■ **YOUR INSTRUCTIONS**
In your answer, copy every entry that follows exactly.
◆ ◆ ◆
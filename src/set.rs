//! Data partition tags.

use serde::{Deserialize, Serialize};

/// Identifies which partition of an experiment corpus a caller wants.
///
/// [`Set::All`] is the union of the test partitions across every
/// cross-validation index and is mainly useful for corpus-wide statistics.
#[derive(Debug, Clone, Copy, PartialEq, Eq, Hash, Serialize, Deserialize)]
pub enum Set {
    /// Training partition.
    Train,
    /// Validation partition.
    Val,
    /// Test partition.
    Test,
    /// Union of the test partitions over all cross-validation indices.
    All,
}

impl Set {
    /// The three concrete partitions (excludes [`Set::All`]).
    pub const SPLITS: [Set; 3] = [Set::Train, Set::Val, Set::Test];

    /// Lower-case folder name used by directory-per-split corpora.
    pub fn folder_name(self) -> &'static str {
        match self {
            Set::Train => "train",
            Set::Val => "val",
            Set::Test => "test",
            Set::All => "all",
        }
    }
}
◆ ◆ ◆
■ **WRITTEN RESPONSE**
filename src/set.rs
//! Data partition tags.

use serde::{Deserialize, Serialize};

/// Identifies which partition of an experiment corpus a caller wants.
///
/// [`Set::All`] is the union of the test partitions across every
/// cross-validation index and is mainly useful for corpus-wide statistics.
#[derive(Debug, Clone, Copy, PartialEq, Eq, Hash, Serialize, Deserialize)]
pub enum Set {
    /// Training partition.
    Train,
    /// Validation partition.
    Val,
    /// Test partition.
    Test,
    /// Union of the test partitions over all cross-validation indices.
    All,
}

impl Set {
    /// The three concrete partitions (excludes [`Set::All`]).
    pub const SPLITS: [Set; 3] = [Set::Train, Set::Val, Set::Test];

    /// Lower-case folder name used by directory-per-split corpora.
    pub fn folder_name(self) -> &'static str {
        match self {
            Set::Train => "train",
            Set::Val => "val",
            Set::Test => "test",
            Set::All => "all",
        }
    }
}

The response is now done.